Ok, I might be a little biased, as I’m originally from Nosy Be, but it’s been 35 years since I have been to Nosy be, and I finally returned, as a woman, a wife and a mother. Therefore, my views and thoughts are very different from that of a little 7-year-old girl (calculating age ...dammmn I’m ripe)
Watch my ‘returning home after 35 years’ video here
Nosy Be is called “L’ile parfumee” (the Scented Island), and it’s so true, the island is full of Ylang Ylang bushes growing wild, sometimes as far as the eye can see—You can smell it in the breeze as you drive through the island.
Traveling with a toddler to a third world country can be a little nerve wrecking, but I was pleasantly surprised to find that Nosy Be was very safe and tourists friendly for us as an interracial family.
And Tuk tuks, one of Kailo’s favorite modes of transportation, were the perfect way to get from one place to another.

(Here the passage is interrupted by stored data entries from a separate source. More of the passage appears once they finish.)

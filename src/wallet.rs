use std::fmt;
use std::str::FromStr;

use crate::chain::Address;

#[derive(Debug, Clone, Copy, PartialEq, Eq)]
pub enum Network {
    Base,
    BaseSepolia,
}

impl Network {
    pub const SUPPORTED: [Network; 2] = [Network::BaseSepolia, Network::Base];

    pub fn chain_id(self) -> u64 {
        match self {
            Network::Base => 8453,
            Network::BaseSepolia => 84532,
        }
    }

    pub fn name(self) -> &'static str {
        match self {
            Network::Base => "Base",
            Network::BaseSepolia => "Base Sepolia",
        }
    }

    pub fn from_chain_id(chain_id: u64) -> Option<Self> {
        Self::SUPPORTED
            .into_iter()
            .find(|n| n.chain_id() == chain_id)
    }
}

impl fmt::Display for Network {
    fn fmt(&self, f: &mut fmt::Formatter<'_>) -> fmt::Result {
        write!(f, "{} ({})", self.name(), self.chain_id())
    }
}

#[derive(Debug, Clone, PartialEq, Eq, thiserror::Error)]
pub enum WalletError {
    #[error("wallet is not connected")]
    NotConnected,
    #[error("wrong network: chain id {0} is not supported, switch to Base Sepolia or Base")]
    WrongNetwork(u64),
    #[error("invalid wallet address: {0}")]
    InvalidAddress(String),
}

#[derive(Debug, Clone, Copy, PartialEq, Eq)]
struct Connection {
    account: Address,
    network: Network,
}

/// Connected account and network, handed explicitly to whoever needs them.
#[derive(Debug, Clone, Default)]
pub struct WalletSession {
    connection: Option<Connection>,
}

impl WalletSession {
    pub fn disconnected() -> Self {
        Self::default()
    }

    pub fn connect(&mut self, account: &str, chain_id: u64) -> Result<(), WalletError> {
        let account = Address::from_str(account.trim())
            .map_err(|_| WalletError::InvalidAddress(account.to_string()))?;
        let network = Network::from_chain_id(chain_id).ok_or(WalletError::WrongNetwork(chain_id))?;
        tracing::info!(account = %account, network = %network, "wallet connected");
        self.connection = Some(Connection { account, network });
        Ok(())
    }

    pub fn disconnect(&mut self) {
        if let Some(conn) = self.connection.take() {
            tracing::info!(account = %conn.account, "wallet disconnected");
        }
    }

    pub fn is_connected(&self) -> bool {
        self.connection.is_some()
    }

    pub fn account(&self) -> Option<Address> {
        self.connection.map(|c| c.account)
    }

    pub fn network(&self) -> Option<Network> {
        self.connection.map(|c| c.network)
    }

    pub fn require_account(&self) -> Result<Address, WalletError> {
        self.account().ok_or(WalletError::NotConnected)
    }
}

/// `0x742d...bEb1`
pub fn truncate_address(address: &Address) -> String {
    let full = address.to_string();
    format!("{}...{}", &full[..6], &full[full.len() - 4..])
}
//! Plain-text versions of the creator cards, grid and batch panel.

use std::fmt::Write;

use crate::batch::{BatchTipItem, Selection};
use crate::chain::amount::{DEFAULT_TIP, format_eth};
use crate::models::Creator;
use crate::wallet::truncate_address;

pub fn hero() -> String {
    [
        "Tip Seamlessly Onchain",
        "Support creators with zero-popup tipping powered by Base.",
        "",
        "  * Zero Pop-ups     tip multiple creators without repeated wallet confirmations",
        "  * Batch Tipping    tip multiple creators in one go",
        "  * Support Creators empower artists, devs, and writers with onchain value",
    ]
    .join("\n")
}

pub fn connect_prompt() -> &'static str {
    "Connect to See Creators: pass --wallet <ADDRESS> (or set GRATCHAIN_WALLET) to discover and tip creators on Base."
}

pub fn social_links(creator: &Creator) -> Vec<String> {
    let Some(socials) = &creator.socials else {
        return Vec::new();
    };
    let mut links = Vec::new();
    if let Some(handle) = &socials.twitter {
        links.push(format!("https://twitter.com/{handle}"));
    }
    if let Some(handle) = &socials.github {
        links.push(format!("https://github.com/{handle}"));
    }
    if let Some(handle) = &socials.farcaster {
        links.push(format!("https://warpcast.com/{handle}"));
    }
    links
}

pub fn creator_card(creator: &Creator, loading: bool) -> String {
    let mut out = String::new();
    let _ = writeln!(out, "┌ {} {} [{}]", creator.name, creator.username, creator.category);
    let _ = writeln!(out, "│ {}", creator.bio);
    for link in social_links(creator) {
        let _ = writeln!(out, "│ {link}");
    }
    let action = if loading {
        "Tipping...".to_string()
    } else {
        format!("Tip {DEFAULT_TIP} ETH")
    };
    let _ = writeln!(out, "│ [{action}]  id={}", creator.id);
    let _ = write!(out, "└ {}", truncate_address(&creator.wallet_address));
    out
}

pub fn creator_grid(creators: &[Creator], loading_creator_id: Option<&str>) -> String {
    if creators.is_empty() {
        return "No creators found".to_string();
    }
    creators
        .iter()
        .map(|c| creator_card(c, loading_creator_id == Some(c.id.as_str())))
        .collect::<Vec<_>>()
        .join("\n\n")
}

pub fn batch_panel(items: &[BatchTipItem], selection: &Selection) -> String {
    let mut out = String::from("Batch Tipping: tip multiple creators at once\n");
    for item in items {
        let mark = if item.selected { "x" } else { " " };
        let _ = writeln!(
            out,
            "[{mark}] {:<16} {:<14} {:>8} ETH",
            item.creator.name, item.creator.username, item.amount
        );
    }
    let _ = writeln!(out, "Selected: {} creators", selection.items.len());
    let _ = write!(out, "Total: {} ETH", format_eth(selection.total));
    if !selection.invalid.is_empty() {
        let _ = write!(out, "\nInvalid amounts: {}", selection.invalid.join(", "));
    }
    out
}
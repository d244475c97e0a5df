use anyhow::{Result, anyhow};

use gratchain::chain::amount::parse_amount;
use gratchain::context::AppContext;
use gratchain::models::NewTip;
use gratchain::notify::ConsoleNotifier;
use gratchain::render;
use gratchain::tip::TipDesk;

pub async fn run(ctx: &AppContext, reference: &str, amount: &str) -> Result<()> {
    let account = ctx.session.require_account()?;
    let creator = ctx
        .directory
        .resolve(reference)
        .ok_or_else(|| anyhow!("指定されたcreatorが存在しません: {reference}"))?;
    parse_amount(amount)?;
    let sender = ctx.sender()?;

    let mut desk = TipDesk::default();
    println!("{}", render::creator_card(creator, true));

    let mut notifier = ConsoleNotifier;
    desk.tip(creator, amount, sender.as_ref(), &mut notifier).await?;

    let id = ctx.db.insert_tip(&NewTip {
        creator_id: creator.id.clone(),
        creator_name: creator.name.clone(),
        sender: account,
        recipient: creator.wallet_address,
        amount: amount.trim().to_string(),
        batch_id: None,
    })?;
    tracing::debug!(tip_id = id, "tip recorded");
    println!("次: history --creator {}", creator.id);
    Ok(())
}
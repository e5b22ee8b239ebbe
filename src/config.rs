//! Command-line configuration shared by every mode

use crate::error::WordleResult;
use crate::storage::{FileStore, MemoryStore, Store};
use crate::wordlists::{ALLOWED, ANSWERS, Dictionary, loader};
use clap::Args;
use std::env;
use std::path::PathBuf;
use std::time::Duration;
use tracing::info;

const APP_DIR: &str = "wordle_tui";
const SAVE_FILE: &str = "save.json";

#[derive(Args, Debug, Clone)]
pub struct GameConfig {
    /// Save file (default: $XDG_DATA_HOME/wordle_tui/save.json)
    #[arg(long, global = true)]
    pub save_file: Option<PathBuf>,

    /// Play without reading or writing the save file
    #[arg(long, global = true, default_value_t = false)]
    pub no_save: bool,

    /// Answer list to draw from instead of the built-in one (one word per line)
    #[arg(long, global = true)]
    pub answers: Option<PathBuf>,

    /// Guess list to validate against instead of the built-in one
    #[arg(long, global = true)]
    pub allowed: Option<PathBuf>,

    /// How long notices stay on screen, in milliseconds
    #[arg(long, global = true, default_value_t = 1500)]
    pub toast_ms: u64,
}

impl Default for GameConfig {
    fn default() -> Self {
        Self {
            save_file: None,
            no_save: false,
            answers: None,
            allowed: None,
            toast_ms: 1500,
        }
    }
}

impl GameConfig {
    /// Resolve the save file location
    ///
    /// Order: `--save-file`, `$XDG_DATA_HOME`, `$HOME/.local/share`, then the
    /// current directory.
    #[must_use]
    pub fn save_path(&self) -> PathBuf {
        if let Some(path) = &self.save_file {
            return path.clone();
        }

        let data_home = env::var_os("XDG_DATA_HOME")
            .filter(|v| !v.is_empty())
            .map(PathBuf::from)
            .or_else(|| env::var_os("HOME").map(|home| PathBuf::from(home).join(".local/share")));

        match data_home {
            Some(dir) => dir.join(APP_DIR).join(SAVE_FILE),
            None => PathBuf::from("wordle_save.json"),
        }
    }

    /// Build the configured store
    #[must_use]
    pub fn store(&self) -> Box<dyn Store> {
        if self.no_save {
            info!("persistence disabled");
            Box::new(MemoryStore::new())
        } else {
            let path = self.save_path();
            info!(path = %path.display(), "using save file");
            Box::new(FileStore::new(path))
        }
    }

    /// Load the dictionary from override files or the embedded lists
    ///
    /// # Errors
    ///
    /// Returns an error if an override file cannot be read or the resulting
    /// answer list is empty.
    pub fn dictionary(&self) -> WordleResult<Dictionary> {
        let answers = match &self.answers {
            Some(path) => loader::load_from_file(path)?,
            None => loader::words_from_slice(ANSWERS),
        };
        let allowed = match &self.allowed {
            Some(path) => loader::load_from_file(path)?,
            None => loader::words_from_slice(ALLOWED),
        };

        let dictionary = Dictionary::new(answers, allowed)?;
        info!(
            answers = dictionary.answers().len(),
            allowed = dictionary.allowed_count(),
            "dictionary ready"
        );
        Ok(dictionary)
    }

    #[must_use]
    pub const fn toast_duration(&self) -> Duration {
        Duration::from_millis(self.toast_ms)
    }
}
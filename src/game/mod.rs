//! The game session: state machine and saved-game snapshots

mod snapshot;
mod state;

pub use snapshot::{Snapshot, SnapshotError};
pub use state::{Cell, Event, GameState, GameStatus, Guess, GuessError, MAX_GUESSES, Step};
//! Command implementations

pub mod simple;

pub use simple::{Command, play_line, run_session, run_simple, submit_line};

The Malagasies love children. Kailo has been adored. Any villages we visited, other kids would just come, hold his hand, and wanted to play with him.
He had such a great experience with people in general. We made connections with people everywhere we went. Even at the Vanila Hotel & Spa, where we stayed, we were well received as family. We knew people by name, as well as their children’s names.
Beaches are safe, and probably the best daily activity to do with kids. There are also amazing smaller islands, reachable by boat or dugout-boat (definitely the more scenic route). I would recommended Nosy Iranja , Nosy Sakatia , Nosy Tanikely
From beaches, to Lemur watching in the wild, whale watching, visiting natural reserves, and petting giant turtles
There are so many life lessons, and ‘ah ha’ moments I had in Nosy Be—Some as simple as seeing what community and kindness means, by the example of villagers making sure all of the elders of the villages are fed and visited every day, and that orphans have a place to sleep at night.
And these are priceless moments for a child to see first hand.